Evolutionary biologists have long shown that there are a conceivable number of steps by which the eye could have evolved, starting with basic photoreceptor proteins that can exist even in tiny single-celled creatures, through basic photoreceptor cells, to simple ‘pit eyes,’ to the modern eyes we see today. In a 1994 paper published in Proceedings of the Royal Society B, researchers Dan-E. Nilsson and Susanne Pelger calculated that, even with a conservative estimate, it could take just hundreds of years for a simple light-sensitive patch to evolve into a focused lens eye.
Gray’s experiments aimed at proving eye evolution are rooted in the actual work of evolutionary and molecular biologists. The key gene mentioned in the movie, Pax6, is a real gene, and really does play a central role in the evolution of the eye. University of Basel researcher Georg Halder introduced Pax6 (and its promoter gene GAL4) to fruit fly embryos at the areas that would develop into legs, antennae, and wings, and other spots in the body. When the flies matured, they had functioning ommatidia (the units of a compound eye) growing on those organs. What’s more, the switch was made using a version of Pax6 taken from a mouse, suggesting that this master-control gene is incredibly well-preserved across the animal kingdom.

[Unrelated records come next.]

//! Property-based tests for the position algebra.

use proptest::prelude::*;

use super::position::{Position, Step};

fn arb_step() -> impl Strategy<Value = Step> {
    prop_oneof![
        (1..20u32).prop_map(Step::Argument),
        Just(Step::Lambda),
        (1..20u32).prop_map(Step::Meta),
    ]
}

fn arb_position() -> impl Strategy<Value = Position> {
    proptest::collection::vec(arb_step(), 0..8).prop_map(Position::from_steps)
}

proptest! {
    /// Equality is reflexive
    #[test]
    fn position_equality_reflexive(pos in arb_position()) {
        prop_assert_eq!(pos.clone(), pos);
    }

    /// Steps of the same magnitude but different kind never compare equal
    #[test]
    fn step_kinds_are_distinguished(n in 1..20u32, tail in arb_position()) {
        let arg = Position::argument(n, tail.clone());
        let meta = Position::meta(n, tail.clone());
        let lam = Position::lambda(tail);
        prop_assert_ne!(arg.clone(), meta.clone());
        prop_assert_ne!(arg, lam.clone());
        prop_assert_ne!(meta, lam);
    }

    /// `query_tail` strips exactly the outermost step
    #[test]
    fn tail_strips_one_step(step in arb_step(), tail in arb_position()) {
        let pos = Position::from_steps(std::iter::once(step).chain(tail.steps()));
        prop_assert_eq!(pos.query_tail().unwrap(), &tail);
    }

    /// Rendering ends with the empty-position marker and has one segment
    /// per step
    #[test]
    fn display_is_segment_per_step(pos in arb_position()) {
        let rendered = pos.to_string();
        prop_assert!(rendered.ends_with('ε'));
        prop_assert_eq!(rendered.matches('.').count(), pos.steps().count());
    }
}
//! Integration tests for DP problems and their graph synchronization

use std::sync::Arc;

use termatlas::{
    DependencyPair, Digraph, FunctionSymbol, IntegerExpression, Position, Problem, Term, Trs,
    Type, VariablePool,
};

/// `f#(cons(x)) ⇒ g#(x)` style pairs over a small sharp-marked signature
struct ProblemBuilder {
    pool: VariablePool,
    trs: Arc<Trs>,
    cons: FunctionSymbol,
    dp_sort: Type,
}

impl ProblemBuilder {
    fn new() -> ProblemBuilder {
        let o = Type::sort("o");
        let cons = FunctionSymbol::new("cons", Type::arrow(o.clone(), o.clone()));
        let trs = Arc::new(Trs::new([cons.clone()], Vec::new()));
        ProblemBuilder {
            pool: VariablePool::new(),
            trs,
            cons,
            dp_sort: Type::sort("dp"),
        }
    }

    fn sharp(&self, name: &str) -> FunctionSymbol {
        let o = Type::sort("o");
        FunctionSymbol::new(name, Type::arrow(o, self.dp_sort.clone()))
    }

    fn dp(&mut self, left: &str, right: &str) -> DependencyPair {
        let o = Type::sort("o");
        let x = self.pool.fresh_free("x", o);
        let lhs = Term::FnApp(
            self.sharp(left),
            vec![Term::FnApp(self.cons.clone(), vec![Term::Var(x)])],
        );
        let rhs = Term::FnApp(self.sharp(right), vec![Term::Var(x)]);
        DependencyPair::new(lhs, rhs)
    }
}

#[test]
fn removal_sequence_keeps_graph_in_lockstep() {
    let mut builder = ProblemBuilder::new();
    let dps = vec![
        builder.dp("a#", "b#"),
        builder.dp("b#", "c#"),
        builder.dp("c#", "d#"),
        builder.dp("d#", "e#"),
        builder.dp("e#", "a#"),
    ];
    let mut graph = Digraph::new(5);
    for i in 0..5 {
        graph.add_edge(i, (i + 1) % 5).unwrap();
    }
    let mut problem = Problem::with_graph(dps, builder.trs.clone(), graph).unwrap();

    for index in [3, 0, 2, 0] {
        let before = problem.dps()[index].clone();
        let removed = problem.remove_dp(index).unwrap();
        assert_eq!(removed, before);
        assert_eq!(
            problem.graph().unwrap().vertex_count(),
            problem.dps().len()
        );
    }
    assert_eq!(problem.dps().len(), 1);
}

#[test]
fn splitting_along_components_preserves_lockstep() {
    let mut builder = ProblemBuilder::new();
    let dps = vec![
        builder.dp("a#", "b#"),
        builder.dp("b#", "a#"),
        builder.dp("c#", "d#"),
        builder.dp("d#", "c#"),
    ];
    // two components: {0, 1} and {2, 3}, plus a bridge 1 → 2
    let mut graph = Digraph::new(4);
    graph.add_edge(0, 1).unwrap();
    graph.add_edge(1, 0).unwrap();
    graph.add_edge(1, 2).unwrap();
    graph.add_edge(2, 3).unwrap();
    graph.add_edge(3, 2).unwrap();
    let problem = Problem::with_graph(dps.clone(), builder.trs.clone(), graph).unwrap();

    let first = problem.subproblem(&[0, 1]).unwrap();
    let second = problem.subproblem(&[2, 3]).unwrap();

    assert_eq!(first.dps(), &dps[0..2]);
    assert_eq!(second.dps(), &dps[2..4]);
    for sub in [&first, &second] {
        let graph = sub.graph().unwrap();
        assert_eq!(graph.vertex_count(), sub.dps().len());
        assert_eq!(graph.has_edge(0, 1), Ok(true));
        assert_eq!(graph.has_edge(1, 0), Ok(true));
        // the bridge edge did not survive the split
        assert_eq!(graph.edge_count(), 2);
    }

    // the original problem is untouched
    assert_eq!(problem.dps().len(), 4);
    assert_eq!(problem.graph().unwrap().vertex_count(), 4);
}

#[test]
fn sharp_heads_on_a_mixed_signature() {
    let mut builder = ProblemBuilder::new();
    let dps = vec![builder.dp("f#", "f#")];
    let problem = Problem::new(dps, builder.trs.clone());

    // the pairs mention f# (output sort dp) and cons (output sort o)
    let heads = problem.sharp_heads(&Type::sort("dp"));
    let names: Vec<&str> = heads.iter().map(|s| s.name()).collect();
    assert_eq!(names, vec!["f#"]);
}

#[test]
fn core_values_serialize() {
    let pos = Position::argument(1, Position::lambda(Position::meta(2, Position::empty())));
    let json = serde_json::to_string(&pos).unwrap();
    let back: Position = serde_json::from_str(&json).unwrap();
    assert_eq!(back, pos);

    let expr = IntegerExpression::add_all(vec![
        IntegerExpression::Value(-3),
        IntegerExpression::mul(IntegerExpression::Var(0), IntegerExpression::Value(7)),
    ]);
    let json = serde_json::to_string(&expr).unwrap();
    let back: IntegerExpression = serde_json::from_str(&json).unwrap();
    assert_eq!(back, expr);
    assert_eq!(back.to_string(), "(+ (- 3) (* i0 7))");
}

‘I Origins’ takes pains to depict scientific experiments being done realistically. Any working scientist will be cheered by the set dressing, which favors pipettes and well plates over bubbling glassware. The first experiment shown, where Gray is testing to see if he can genetically manipulate colorblind mice to see color, is actually based on actual experiments done at Johns Hopkins University and the Howard Hughes Medical Institute.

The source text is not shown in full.